Sebelah kaki kiri sudah menaiki tangga ke tiga dari bawah, ada suara kaki yang kini mulai mengikuti dari belakang. Namun Elin tetap melanjutkan berjalan tanpa melihat siapa sosok pendatang, mungkin saja itu siswa kelas lain sebab jika satu kelas akan bertegur sapa.

Terlihat ruang kelas masih sepi belum juga ada yang datang, sedangkan kelas lain sudah terdengar obrolan, kelas jurusan IPS di ruangan ini memang jarang datang pagi kecuali waktu piket. Sapu terletak pada belakang kelas pada gantungan baju, terdapat kemoceng terbuat dari tali rafia.

Datanglah Ghazi dengan mengenakan sumpalan telinga, memang kebiasaannya, untuk menghindari sapaan cewek-cewek yang berpapasan. Agar terlihat tidak mengetahui, padahal belum tentu memutarkan lagu. Tetapi wajah sok kurang peduli malah bikin cewek-cewek suka dengannya.

“Itu telinga elo sumpel enggak budek apa gimana?” tegur Elin sesaat pandangan pada ambang pintu, menatap kehadiran Ghazi hanya melihat sekilas lalu berjalan ke tempat duduk.

“Enggaklah, dari tadi cuma gue pasang doang, malas gue dipanggil cewek-cewek....”

“Tuh cewek pada cariin elo, Gha!” baru saja duduk di kursi sudah dibuat keributan pada ambang pintu.

“Mbak-mbak yang cantik, tolong jangan ganggu Ghazi sekarang, dia mau piket” kata Elin melihat ke arah pintu ada tiga cewek, “Mending cari cowok yang lain saja, di kelas sebelah banyak yang nganggur”

“Huu....” serentak pergi dengan tampang tidak mengenakkan.

“Buruan piket sana, hapus papan tulis di depan!” Elin melempar penghapusan ke arah Ghazi tepat di genggamannya.

“Eh, di kafe elo ada promo kopi enggak?” Elin menyapu pada bagian baris tempat duduknya.

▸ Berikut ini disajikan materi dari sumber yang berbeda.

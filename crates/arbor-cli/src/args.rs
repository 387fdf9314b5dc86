//! Command-line argument definitions for the Arbor CLI.
//!
//! This module defines the [`Args`] structure parsed from the command line
//! using [`clap`]. Arguments control input/output paths, output format,
//! configuration file selection, the engine timeout, and logging verbosity.

use clap::Parser;

use arbor::render::OutputFormat;

/// Command-line arguments for the Arbor diagram tool
#[derive(Parser, Debug)]
#[command(author, version, about, long_about = None)]
pub struct Args {
    /// Path to the input diagram declaration (TOML)
    #[arg(help = "Path to the input file")]
    pub input: String,

    /// Path to the output file; named after the diagram title when omitted
    #[arg(short, long)]
    pub output: Option<String>,

    /// Output format (png, svg, pdf, jpg, dot); inferred from the output
    /// extension when omitted
    #[arg(short, long)]
    pub format: Option<OutputFormat>,

    /// Path to configuration file (TOML)
    #[arg(short, long)]
    pub config: Option<String>,

    /// Seconds to wait for the layout engine before killing it
    #[arg(long)]
    pub timeout: Option<u64>,

    /// Write the DOT description instead of running the layout engine
    #[arg(long)]
    pub emit_dot: bool,

    /// Log level (off, error, warn, info, debug, trace)
    #[arg(long, default_value = "info")]
    pub log_level: String,
}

“Promo, mana ada. Bukannya elo sudah gue kasih gratis ya bulan kemarin, masih kurang...” ucap Ghazi tetap melihat papan tulis sedang dihapus dari bekas spidol hitam.

“Itu kan, gue bantuin elo jadi pelayan di kafe”

“Kapan-kapan gue kasih gratis, sekarang lagi pusing mesti bayar uang sewa... sudah telat satu bulan belum setor”

“Tumben, biasanya selalu tepat waktu?”

“Biasa, uangnya gue pinjam dulu buat servis motor” mengambil spidol di meja guru, lalu menulis tanggal, bulan dan tahun pada sisi atas pojok papan tulis.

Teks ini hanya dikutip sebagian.